Screenshot: Warner Bros. Pictures
Screenshot: Warner Bros. Pictures

I keep thinking about Dan Torrance’s room.

I was surprised by Doctor Sleep, the sequel to The Shining, when it came out in 2019. As a fan of Mike Flanagan, I expected a solid work of horror, maybe with a little more emphasis on grief than one might expect. But I was still startled and extremely pleased by how willing he was to make a movie that was somehow both an epic, decade-spanning work of horror, and an intimate story of addiction. (Also I owe everyone an apology—I reread my original review of the movie and said, and this is verbatim: “despite the ghosts and mystical trappings, Doctor Sleep is not a horror movie.” What, Past Leah? What the hell were you talking about, yes it is so a horror movie! Anyway, sorry, the rest of the review is pretty good.)
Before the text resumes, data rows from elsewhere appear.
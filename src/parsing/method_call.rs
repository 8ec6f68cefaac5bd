//! Method call representation and resolution
//!
//! This module provides:
//! - `MethodCall` - Structured representation of method calls with receiver information
//! - `MethodCallResolver` - Per-file storage for method calls and variable types
//!
//! # Architecture
//!
//! ```text
//! Parser
//!   ├─ find_variable_types() ──┐
//!   └─ find_method_calls() ────┼─→ MethodCallResolver (per file)
//!                              │      - variable_types: HashMap<String, String>
//!                              │      - method_calls: Vec<MethodCall>
//!                              │
//!                              ↓
//!                       LanguageBehavior::resolve_method_call()
//! ```
//!
//! # Separation of Concerns
//!
//! - `MethodCallResolver` - owns DATA (variable types, method calls)
//! - `LanguageBehavior` - owns LOGIC (language-specific resolution)
//! - Indexer - orchestrates WHEN to call what

use crate::Range;
use std::collections::HashMap;

/// Represents a method call with rich receiver information
///
/// This struct captures the full context of a method call, including:
/// - The calling context (which function contains this call)
/// - The method being called
/// - The receiver (if any) and whether it's a static call
/// - The source location
///
/// # Examples
///
/// ```rust
/// use codetrace_engine::parsing::MethodCall;
/// use codetrace_engine::Range;
///
/// let range = Range::new(1, 0, 1, 10);
///
/// // Instance method: vec.push(item)
/// let call = MethodCall::new("process_items", "push", range)
///     .with_receiver("vec");
///
/// // Static method: String::new()
/// let call = MethodCall::new("create_string", "new", range)
///     .with_receiver("String")
///     .static_method();
///
/// // Self method: self.validate()
/// let call = MethodCall::new("save", "validate", range)
///     .with_receiver("self");
/// ```
#[derive(Debug, Clone, PartialEq)]
pub struct MethodCall {
    /// The function/method making the call
    ///
    /// This is the name of the function where this method call appears.
    /// For example, in a function `fn process()` that calls `vec.push()`,
    /// this would be `"process"`.
    pub caller: String,

    /// The method being called
    ///
    /// Just the method name without any qualification.
    /// For `String::new()`, this would be `"new"`.
    pub method_name: String,

    /// The receiver expression (e.g., "self", "vec", "String")
    ///
    /// - `None` for plain function calls
    /// - `Some("self")` for self method calls
    /// - `Some("vec")` for instance method calls
    /// - `Some("String")` for static method calls (when `is_static` is true)
    pub receiver: Option<String>,

    /// Whether this is a static method call (e.g., String::new)
    ///
    /// Used to distinguish between:
    /// - `string.len()` (instance method, is_static = false)
    /// - `String::new()` (static method, is_static = true)
    pub is_static: bool,

    /// Location of the call in the source file
    pub range: Range,
}

impl MethodCall {
    /// Creates a new method call with minimal information
    ///
    /// Use the builder methods to add receiver and type information.
    ///
    /// # Arguments
    ///
    /// * `caller` - The function containing this method call
    /// * `method_name` - The name of the method being called
    /// * `range` - The source location of the call
    pub fn new(caller: &str, method_name: &str, range: Range) -> Self {
        Self {
            caller: caller.to_string(),
            method_name: method_name.to_string(),
            receiver: None,
            is_static: false,
            range,
        }
    }

    /// Sets the receiver for this method call
    ///
    /// # Arguments
    ///
    /// * `receiver` - The receiver expression (e.g., "self", "vec", "String")
    pub fn with_receiver(mut self, receiver: &str) -> Self {
        self.receiver = Some(receiver.to_string());
        self
    }

    /// Marks this as a static method call
    ///
    /// Should be used when the receiver is a type name rather than an instance.
    pub fn static_method(mut self) -> Self {
        self.is_static = true;
        self
    }

    /// Checks if this is a self method call
    #[inline]
    pub fn is_self_call(&self) -> bool {
        self.receiver.as_deref() == Some("self")
    }

    /// Checks if this is a plain function call (no receiver)
    #[inline]
    pub fn is_function_call(&self) -> bool {
        self.receiver.is_none()
    }

    /// Gets the fully qualified method name for display
    ///
    /// # Returns
    ///
    /// - `"Type::method"` for static calls
    /// - `"receiver.method"` for instance calls
    /// - `"method"` for plain function calls
    #[must_use = "The formatted name should be used"]
    pub fn qualified_name(&self) -> String {
        match (&self.receiver, self.is_static) {
            (Some(receiver), true) => format!("{receiver}::{}", self.method_name),
            (Some(receiver), false) => format!("{receiver}.{}", self.method_name),
            (None, _) => self.method_name.clone(),
        }
    }
}

/// Owns method call resolution data for a single file
///
/// Collects variable types and method calls during parsing,
/// provides them for resolution in Pass 2.
///
/// # Example
///
/// ```rust
/// use codetrace_engine::parsing::{MethodCall, MethodCallResolver};
/// use codetrace_engine::Range;
///
/// let mut resolver = MethodCallResolver::new();
///
/// // Register variable types from let bindings
/// resolver.register_variable_type("calc", "Calculator");
///
/// // Add method calls from parsing
/// let call = MethodCall::new("process", "add", Range::new(5, 4, 5, 14))
///     .with_receiver("calc");
/// resolver.add_method_call(call);
///
/// // Later, during resolution:
/// if let Some(mc) = resolver.find_method_call("process", "add") {
///     let receiver_type = resolver.variable_types().get("calc");
///     // Use receiver_type for resolution...
/// }
/// ```
#[derive(Debug, Default)]
pub struct MethodCallResolver {
    /// Variable name to type mappings (e.g., "calc" -> "Calculator")
    variable_types: HashMap<String, String>,
    /// Method calls collected from parsing
    method_calls: Vec<MethodCall>,
}

impl MethodCallResolver {
    /// Creates a new empty resolver
    pub fn new() -> Self {
        Self::default()
    }

    /// Register a variable's type from let binding, parameter, etc.
    ///
    /// # Arguments
    ///
    /// * `var` - The variable name (normalized)
    /// * `type_name` - The type name
    pub fn register_variable_type(&mut self, var: &str, type_name: &str) {
        self.variable_types
            .insert(var.to_string(), type_name.to_string());
    }

    /// Add a method call from parsing
    ///
    /// Returns `true` if added, `false` if duplicate (same caller, method, line, column)
    pub fn add_method_call(&mut self, call: MethodCall) -> bool {
        // Deduplication: check if already exists by (caller, method, line, col)
        let exists = self.method_calls.iter().any(|mc| {
            mc.caller == call.caller
                && mc.method_name == call.method_name
                && mc.range.start_line == call.range.start_line
                && mc.range.start_column == call.range.start_column
        });
        if exists {
            return false;
        }
        self.method_calls.push(call);
        true
    }

    /// Get the variable types map for resolution
    pub fn variable_types(&self) -> &HashMap<String, String> {
        &self.variable_types
    }

    /// Find a method call by caller and method name
    pub fn find_method_call(&self, caller: &str, method_name: &str) -> Option<&MethodCall> {
        self.method_calls
            .iter()
            .find(|mc| mc.caller == caller && mc.method_name == method_name)
    }

    /// Get all method calls
    pub fn method_calls(&self) -> &[MethodCall] {
        &self.method_calls
    }

    /// Check if a method call exists at a specific position
    ///
    /// Used to determine if a function_call is already tracked as a method_call.
    pub fn has_method_call_at(
        &self,
        caller: &str,
        method_name: &str,
        line: u32,
        column: u16,
    ) -> bool {
        self.method_calls.iter().any(|mc| {
            mc.caller == caller
                && mc.method_name == method_name
                && mc.range.start_line == line
                && mc.range.start_column == column
        })
    }

    /// Check if resolver has any data
    pub fn is_empty(&self) -> bool {
        self.method_calls.is_empty() && self.variable_types.is_empty()
    }

    /// Clear all data (for reuse)
    pub fn clear(&mut self) {
        self.variable_types.clear();
        self.method_calls.clear();
    }
}

#[cfg(test)]
mod tests {
    use super::*;

    fn test_range() -> Range {
        Range::new(10, 5, 10, 20)
    }

    // === MethodCall tests ===

    #[test]
    fn test_basic_construction() {
        let call = MethodCall::new("main", "process", test_range());
        assert_eq!(call.caller, "main");
        assert_eq!(call.method_name, "process");
        assert_eq!(call.receiver, None);
        assert!(!call.is_static);
    }

    #[test]
    fn test_builder_pattern() {
        let call = MethodCall::new("handler", "clone", test_range()).with_receiver("data");

        assert_eq!(call.receiver, Some("data".to_string()));
        assert!(!call.is_static);
    }

    #[test]
    fn test_static_method() {
        let call = MethodCall::new("main", "new", test_range())
            .with_receiver("HashMap")
            .static_method();

        assert_eq!(call.receiver, Some("HashMap".to_string()));
        assert!(call.is_static);
    }

    #[test]
    fn test_helper_methods() {
        let self_call = MethodCall::new("foo", "bar", test_range()).with_receiver("self");
        assert!(self_call.is_self_call());
        assert!(!self_call.is_function_call());

        let func_call = MethodCall::new("main", "println", test_range());
        assert!(!func_call.is_self_call());
        assert!(func_call.is_function_call());
    }

    #[test]
    fn test_qualified_name() {
        // Static method
        let static_call = MethodCall::new("main", "new", test_range())
            .with_receiver("Vec")
            .static_method();
        assert_eq!(static_call.qualified_name(), "Vec::new");

        // Instance method
        let instance_call = MethodCall::new("process", "push", test_range()).with_receiver("items");
        assert_eq!(instance_call.qualified_name(), "items.push");

        // Function call
        let func_call = MethodCall::new("main", "println", test_range());
        assert_eq!(func_call.qualified_name(), "println");
    }

    #[test]
    fn test_equality() {
        let call1 = MethodCall::new("main", "test", test_range()).with_receiver("obj");
        let call2 = MethodCall::new("main", "test", test_range()).with_receiver("obj");
        let call3 = MethodCall::new("main", "test", test_range()).with_receiver("other");

        assert_eq!(call1, call2);
        assert_ne!(call1, call3);
    }

    // === MethodCallResolver tests ===

    #[test]
    fn test_resolver_new() {
        let resolver = MethodCallResolver::new();
        assert!(resolver.is_empty());
        assert!(resolver.variable_types().is_empty());
        assert!(resolver.method_calls().is_empty());
    }

    #[test]
    fn test_resolver_variable_types() {
        let mut resolver = MethodCallResolver::new();

        resolver.register_variable_type("calc", "Calculator");
        resolver.register_variable_type("items", "Vec<Item>");

        assert_eq!(
            resolver.variable_types().get("calc"),
            Some(&"Calculator".to_string())
        );
        assert_eq!(
            resolver.variable_types().get("items"),
            Some(&"Vec<Item>".to_string())
        );
        assert_eq!(resolver.variable_types().get("unknown"), None);
    }

    #[test]
    fn test_resolver_add_method_call() {
        let mut resolver = MethodCallResolver::new();

        let call1 =
            MethodCall::new("process", "add", Range::new(5, 4, 5, 14)).with_receiver("calc");
        let call2 =
            MethodCall::new("process", "multiply", Range::new(6, 4, 6, 18)).with_receiver("calc");

        assert!(resolver.add_method_call(call1));
        assert!(resolver.add_method_call(call2));

        assert_eq!(resolver.method_calls().len(), 2);
    }

    #[test]
    fn test_resolver_deduplication() {
        let mut resolver = MethodCallResolver::new();

        let call1 =
            MethodCall::new("process", "add", Range::new(5, 4, 5, 14)).with_receiver("calc");
        let call2 =
            MethodCall::new("process", "add", Range::new(5, 4, 5, 14)).with_receiver("calc");
        // Different call with same position
        let call3 =
            MethodCall::new("process", "add", Range::new(5, 4, 5, 14)).with_receiver("other");

        assert!(resolver.add_method_call(call1)); // First add succeeds
        assert!(!resolver.add_method_call(call2)); // Exact duplicate rejected
        assert!(!resolver.add_method_call(call3)); // Same position rejected

        assert_eq!(resolver.method_calls().len(), 1);
    }

    #[test]
    fn test_resolver_find_method_call() {
        let mut resolver = MethodCallResolver::new();

        let call = MethodCall::new("process", "add", test_range()).with_receiver("calc");
        resolver.add_method_call(call);

        assert!(resolver.find_method_call("process", "add").is_some());
        assert!(resolver.find_method_call("process", "subtract").is_none());
        assert!(resolver.find_method_call("other", "add").is_none());
    }

    #[test]
    fn test_resolver_clear() {
        let mut resolver = MethodCallResolver::new();

        resolver.register_variable_type("calc", "Calculator");
        resolver.add_method_call(MethodCall::new("process", "add", test_range()));

        assert!(!resolver.is_empty());

        resolver.clear();

        assert!(resolver.is_empty());
        assert!(resolver.variable_types().is_empty());
        assert!(resolver.method_calls().is_empty());
    }

    #[test]
    fn test_resolver_integration() {
        // Simulates the full flow: parsing → storage → lookup
        let mut resolver = MethodCallResolver::new();

        // 1. During parsing, register variable types
        resolver.register_variable_type("calc", "Calculator");
        resolver.register_variable_type("items", "Vec<i32>");

        // 2. During parsing, add method calls
        let call1 = MethodCall::new("process_numbers", "add", Range::new(7, 4, 7, 14))
            .with_receiver("calc");
        let call2 = MethodCall::new("process_numbers", "multiply", Range::new(8, 4, 8, 18))
            .with_receiver("calc");
        let call3 = MethodCall::new("compute_total", "add", Range::new(16, 8, 16, 18))
            .with_receiver("calc");

        resolver.add_method_call(call1);
        resolver.add_method_call(call2);
        resolver.add_method_call(call3);

        // 3. During resolution, lookup
        let mc = resolver.find_method_call("process_numbers", "add").unwrap();
        assert_eq!(mc.receiver.as_deref(), Some("calc"));

        let receiver_type = resolver.variable_types().get(mc.receiver.as_ref().unwrap());
        assert_eq!(receiver_type, Some(&"Calculator".to_string()));
    }
}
Since I try to watch even more than my usual amount of horror in October, I decided to watch The Shining and Doctor Sleep back-to-back, and came away liking the sequel even more than I did three years ago.

I usually watch The Shining at least once a year. I love it. I can’t even remember the first time I saw it—definitely before I was 10—and it’s kind of a comfort watch for me. I love the ambiguity of the ghosts, the way nothing’s ever nailed down, the conspiracy theories, the way it’s an incredibly accurate depiction of domestic violence. (And yes, it’s gotten harder to watch knowing that Shelley Duvall’s life on set was hell, but also I appreciate her titanic performance more each time I see it.) But most of all what I love about it is that, when I was a little older than Danny Torrance, I also lived in a hotel. My dad managed the place, my mom bartended, I did my homework at the bar drinking Tom Collins mix and slamming shots of Pepsi in imitation of the guys who came in for Happy Hour. Once they were a little, uhhh, relaxed, I’d hit ‘em with my stand-up routines until my mom made me leave. It’s weirdly (very weirdly) homesickness/joy-inducing to watch Danny run rampant through The Overlook on his trike, playing in a different hallway each day, watching TV in one corner of a giant, echoing event space. (A TV that isn’t plugged in and can’t possibly be broadcasting, but whatever.)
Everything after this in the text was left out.